ASCO 2024 preview – first look at Kelun’s registrational TROP2 dataset

The anti-TROP2 ADC sacituzumab tirumotecan has been in the spotlight, having been licensed by Kelun to Merck & Co in 2022, and subsequently put into a pivotal programme comprising nearly 10,000 patients. Last December Kelun’s first filing, for third-line triple-negative breast cancer, was accepted by China’s regulator, and an ASCO abstract has just revealed the impressive-looking data on which this is based. The phase 3 study in question, OptiTROP-Breast01, was toplined positive back in August, and the abstract shows a 69% reduction in risk of progression or death at a June 2023 cutoff. Even more dramatic is that an OS benefit was already seen at first interim analysis (November cutoff), amounting to a 47% reduction in risk of death. Also of interest will be the fact that PFS data are split by biomarker, and show a more pronounced effect in TROP2-expressing patients. Lack of information on patients’ baseline characteristics makes it impossible to relate these Chinese results to a realistic western population, but in any case Merck isn’t studying saci-T in this setting. Rather, its phase 3 TNBC trial is in the adjuvant setting, while Kelun is additionally running a Chinese pivotal front-line study.

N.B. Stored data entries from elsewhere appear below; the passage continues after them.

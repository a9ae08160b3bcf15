//! Foresight turns incoming news articles into published probabilistic
//! forecast projects.
//!
//! A [`pipeline::Orchestrator`] drives each article through a fixed roster
//! of agents (topic framing, data acquisition, forecasting, drafting,
//! criticism, governance, publication). Every stage is gated by the project
//! status machine in [`context::PipelineStatus`]; failures are retried with
//! exponential backoff, and drafts that draw serious editorial objections are
//! parked for human review instead of being published.

pub mod agents;
pub mod backend;
pub mod config;
pub mod context;
pub mod error;
pub mod forecast;
pub mod pipeline;
pub mod sink;
pub mod source;

pub use agents::{default_agents, Agent};
pub use backend::{DataBackend, SyntheticBackend};
pub use config::PipelineConfig;
pub use context::{PipelineStatus, ProjectContext};
pub use error::{AgentError, PipelineError};
pub use forecast::{DataInvariantError, ForecastResult, PartyForecast};
pub use pipeline::{Orchestrator, PipelineStats, RunError, RunOutcome};
pub use sink::{ContextSink, MemorySink, SledSink};
pub use source::{Article, ArticleSource, FileSource, SampleSource};
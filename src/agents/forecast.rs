//! Forecast Agent — Monte Carlo seat simulation.
//!
//! Estimates per-party vote share from the attached poll series, then runs
//! a Monte Carlo simulation under uniform swing: each iteration samples a
//! share per party, normalizes, converts to seats, and records the winner.
//! Win probability is the winning fraction; p10/p50/p90 come from a Normal
//! fit over the sampled seat counts.
//!
//! The RNG is seeded from the article id, so the same context yields the
//! same result (the agent contract requires deterministic outputs given
//! the same collaborator responses).
//!
//! Calibration flags appended here:
//! - `low-sample` when the total poll sample is under the configured floor
//! - `wide-interval` when any party's p10–p90 band is wide relative to its
//!   seat mean

use super::Agent;
use crate::config::ForecastTuning;
use crate::context::{Dataset, PipelineStatus, ProjectContext};
use crate::error::AgentError;
use crate::forecast::{ForecastResult, PartyForecast, FLAG_LOW_SAMPLE, FLAG_WIDE_INTERVAL};
use async_trait::async_trait;
use rand::rngs::StdRng;
use rand::SeedableRng;
use rand_distr::{Distribution, Normal};
use statrs::distribution::ContinuousCDF;
use std::collections::hash_map::DefaultHasher;
use std::hash::{Hash, Hasher};
use tracing::debug;

/// Floor on the per-party share standard deviation; keeps the simulation
/// from collapsing when a poll series is nearly constant.
const MIN_SHARE_STD: f64 = 0.8;

/// Per-party share estimate pooled from the observation series.
struct ShareEstimate {
    party: String,
    mean: f64,
    std: f64,
}

pub struct ForecastAgent {
    tuning: ForecastTuning,
}

impl ForecastAgent {
    pub fn new(tuning: &ForecastTuning) -> Self {
        Self {
            tuning: tuning.clone(),
        }
    }

    fn seed_for(article_id: &str) -> u64 {
        let mut hasher = DefaultHasher::new();
        article_id.hash(&mut hasher);
        hasher.finish()
    }

    /// Sample-size-weighted mean and spread of each party's poll shares.
    fn estimate_shares(dataset: &Dataset) -> Vec<ShareEstimate> {
        dataset
            .parties()
            .into_iter()
            .map(|party| {
                let obs: Vec<_> = dataset
                    .observations
                    .iter()
                    .filter(|o| o.party == party)
                    .collect();
                let weight_total: f64 =
                    obs.iter().map(|o| f64::from(o.sample_size)).sum::<f64>().max(1.0);
                let mean = obs
                    .iter()
                    .map(|o| o.share * f64::from(o.sample_size))
                    .sum::<f64>()
                    / weight_total;
                let var = obs
                    .iter()
                    .map(|o| (o.share - mean).powi(2) * f64::from(o.sample_size))
                    .sum::<f64>()
                    / weight_total;
                ShareEstimate {
                    party,
                    mean,
                    std: var.sqrt().max(MIN_SHARE_STD),
                }
            })
            .collect()
    }

    fn build_targets(
        &self,
        estimates: &[ShareEstimate],
        rng: &mut StdRng,
    ) -> Result<Vec<PartyForecast>, AgentError> {
        let runs = self.tuning.simulation_runs as usize;
        let total_seats = f64::from(self.tuning.total_seats);
        let n = estimates.len();

        let samplers: Vec<Normal<f64>> = estimates
            .iter()
            .map(|e| Normal::new(e.mean, e.std))
            .collect::<Result<_, _>>()
            .map_err(|e| AgentError::Upstream(format!("invalid share estimate: {e}")))?;

        let mut seat_sum = vec![0.0f64; n];
        let mut seat_sq_sum = vec![0.0f64; n];
        let mut share_sum = vec![0.0f64; n];
        let mut share_sq_sum = vec![0.0f64; n];
        let mut wins = vec![0u32; n];

        let mut shares = vec![0.0f64; n];
        for _ in 0..runs {
            let mut total = 0.0;
            for (i, sampler) in samplers.iter().enumerate() {
                shares[i] = sampler.sample(rng).max(0.0);
                total += shares[i];
            }
            if total <= f64::EPSILON {
                continue;
            }

            // Normalization is monotone, so the raw-share argmax is the winner.
            let mut winner = 0;
            for i in 0..n {
                if shares[i] > shares[winner] {
                    winner = i;
                }
                let share = shares[i] / total * 100.0;
                let seats = share / 100.0 * total_seats;
                share_sum[i] += share;
                share_sq_sum[i] += share * share;
                seat_sum[i] += seats;
                seat_sq_sum[i] += seats * seats;
            }
            wins[winner] += 1;
        }

        let runs_f = runs as f64;
        let mut targets = Vec::with_capacity(n);
        for (i, estimate) in estimates.iter().enumerate() {
            let seat_mean = seat_sum[i] / runs_f;
            let seat_var = (seat_sq_sum[i] / runs_f - seat_mean * seat_mean).max(0.0);
            let seat_std = seat_var.sqrt();
            let share_mean = share_sum[i] / runs_f;
            let share_var = (share_sq_sum[i] / runs_f - share_mean * share_mean).max(0.0);
            let win_prob = f64::from(wins[i]) / runs_f;

            let (p10, p50, p90) = if seat_std > f64::EPSILON {
                let fitted = statrs::distribution::Normal::new(seat_mean, seat_std)
                    .map_err(|e| AgentError::Upstream(format!("quantile fit: {e}")))?;
                (
                    fitted.inverse_cdf(0.10),
                    fitted.inverse_cdf(0.50),
                    fitted.inverse_cdf(0.90),
                )
            } else {
                (seat_mean, seat_mean, seat_mean)
            };

            let target = PartyForecast::new(&estimate.party, seat_mean, seat_std, win_prob)?
                .with_vote_share(share_mean, share_var.sqrt())?
                .with_quantiles(p10, p50, p90)?;
            targets.push(target);
        }
        Ok(targets)
    }

    fn calibration_flags(&self, dataset: &Dataset, targets: &[PartyForecast]) -> Vec<String> {
        let mut flags = Vec::new();
        if dataset.total_sample_size() < self.tuning.low_sample_threshold {
            flags.push(FLAG_LOW_SAMPLE.to_string());
        }
        let wide = targets.iter().any(|t| {
            match (t.quantiles.get("p10"), t.quantiles.get("p90")) {
                (Some(p10), Some(p90)) => (p90 - p10) / t.seat_mean.max(1.0)
                    > self.tuning.wide_interval_ratio,
                _ => false,
            }
        });
        if wide {
            flags.push(FLAG_WIDE_INTERVAL.to_string());
        }
        flags
    }
}

#[async_trait]
impl Agent for ForecastAgent {
    fn name(&self) -> &'static str {
        "forecast"
    }

    fn requires(&self) -> PipelineStatus {
        PipelineStatus::DataDone
    }

    fn produces(&self) -> PipelineStatus {
        PipelineStatus::ForecastDone
    }

    async fn run(&self, mut ctx: ProjectContext) -> Result<ProjectContext, AgentError> {
        if ctx.forecast_spec.is_none() {
            return Err(AgentError::MissingInput("forecast_spec".to_string()));
        }
        let dataset = ctx
            .dataset
            .as_ref()
            .ok_or_else(|| AgentError::MissingInput("dataset".to_string()))?;

        let estimates = Self::estimate_shares(dataset);
        if estimates.is_empty() {
            return Err(AgentError::Upstream(
                "dataset contains no observations".to_string(),
            ));
        }

        let mut rng = StdRng::seed_from_u64(Self::seed_for(&ctx.article_id));
        let targets = self.build_targets(&estimates, &mut rng)?;

        let mut result = ForecastResult::new(targets)?;
        result.metadata.insert(
            "simulation_runs".to_string(),
            serde_json::json!(self.tuning.simulation_runs),
        );
        result.metadata.insert(
            "total_sample".to_string(),
            serde_json::json!(dataset.total_sample_size()),
        );

        let flags = self.calibration_flags(dataset, &result.targets);

        debug!(
            article_id = %ctx.article_id,
            targets = result.targets.len(),
            flags = ?flags,
            "Forecast computed"
        );

        ctx.calibration_flags.extend(flags);
        ctx.forecast_result = Some(result);
        ctx.status = PipelineStatus::ForecastDone;
        Ok(ctx)
    }
}
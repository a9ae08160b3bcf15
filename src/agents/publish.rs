//! Publish Agent — final project materialization.
//!
//! Assigns the project id, stamps the publication time, and assembles the
//! publishable payload from the accumulated sections, narrative, and
//! charts. The terminal handoff to the sink happens in the orchestrator,
//! not here.

use super::Agent;
use crate::context::{PipelineStatus, ProjectContext};
use crate::error::AgentError;
use async_trait::async_trait;
use tracing::info;

pub struct PublishAgent;

#[async_trait]
impl Agent for PublishAgent {
    fn name(&self) -> &'static str {
        "publish"
    }

    fn requires(&self) -> PipelineStatus {
        PipelineStatus::GovernanceDone
    }

    fn produces(&self) -> PipelineStatus {
        PipelineStatus::Published
    }

    async fn run(&self, mut ctx: ProjectContext) -> Result<ProjectContext, AgentError> {
        if ctx.project_id.is_none() {
            ctx.project_id = Some(uuid::Uuid::new_v4().to_string());
        }

        let headline = ctx
            .draft_sections
            .get("headline")
            .cloned()
            .or_else(|| ctx.origin_article.as_ref().map(|a| a.headline.clone()))
            .ok_or_else(|| AgentError::MissingInput("headline".to_string()))?;

        ctx.metadata.insert(
            "published_at".to_string(),
            serde_json::json!(chrono::Utc::now().to_rfc3339()),
        );
        ctx.metadata.insert(
            "publication".to_string(),
            serde_json::json!({
                "headline": headline,
                "narrative": &ctx.forecast_narrative,
                "sections": ctx.draft_sections.keys().collect::<Vec<_>>(),
                "charts": ctx.charts.len(),
                "methodology_included": !ctx.methodology.is_empty(),
            }),
        );

        info!(
            article_id = %ctx.article_id,
            project_id = ctx.project_id.as_deref().unwrap_or("-"),
            "Project published"
        );

        ctx.status = PipelineStatus::Published;
        Ok(ctx)
    }
}

#[cfg(test)]
mod tests {
    use super::*;
    use crate::source::sample_article;

    fn governance_done_ctx() -> ProjectContext {
        let mut ctx = ProjectContext::from_article(sample_article());
        ctx.draft_sections
            .insert("headline".to_string(), "Forecast: Unity ahead".to_string());
        ctx.forecast_narrative = "A narrow lead.".to_string();
        ctx.methodology = "Monte Carlo.".to_string();
        ctx.status = PipelineStatus::GovernanceDone;
        ctx
    }

    #[tokio::test]
    async fn test_materializes_project() {
        let out = PublishAgent.run(governance_done_ctx()).await.unwrap();
        assert_eq!(out.status, PipelineStatus::Published);
        assert!(out.project_id.is_some());
        assert!(out.metadata.contains_key("published_at"));

        let publication = &out.metadata["publication"];
        assert_eq!(publication["headline"], "Forecast: Unity ahead");
        assert_eq!(publication["methodology_included"], true);
    }

    #[tokio::test]
    async fn test_existing_project_id_preserved() {
        let mut ctx = governance_done_ctx();
        ctx.project_id = Some("proj-keep".to_string());
        let out = PublishAgent.run(ctx).await.unwrap();
        assert_eq!(out.project_id.as_deref(), Some("proj-keep"));
    }

    #[tokio::test]
    async fn test_falls_back_to_article_headline() {
        let mut ctx = governance_done_ctx();
        ctx.draft_sections.remove("headline");
        let out = PublishAgent.run(ctx).await.unwrap();
        let publication = &out.metadata["publication"];
        assert_eq!(
            publication["headline"],
            "Unity Party edges ahead as election race tightens"
        );
    }
}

Summary of OptiTROP-Breast01 trial in third-line* triple-negative breast cancer

Notes: 21 Jun 2023 data cutoff for PFS, and 30 Nov 2023 for OS (first interim analysis); *patients had received two or more therapies, including at least one in the metastatic setting; **eribulin, vinorelbine, capecitabine or gemcitabine; ^IHC semi-quantitative H-score >200. Source: ASCO.

The ASCO annual meeting takes place in Chicago on 31 May to 4 June.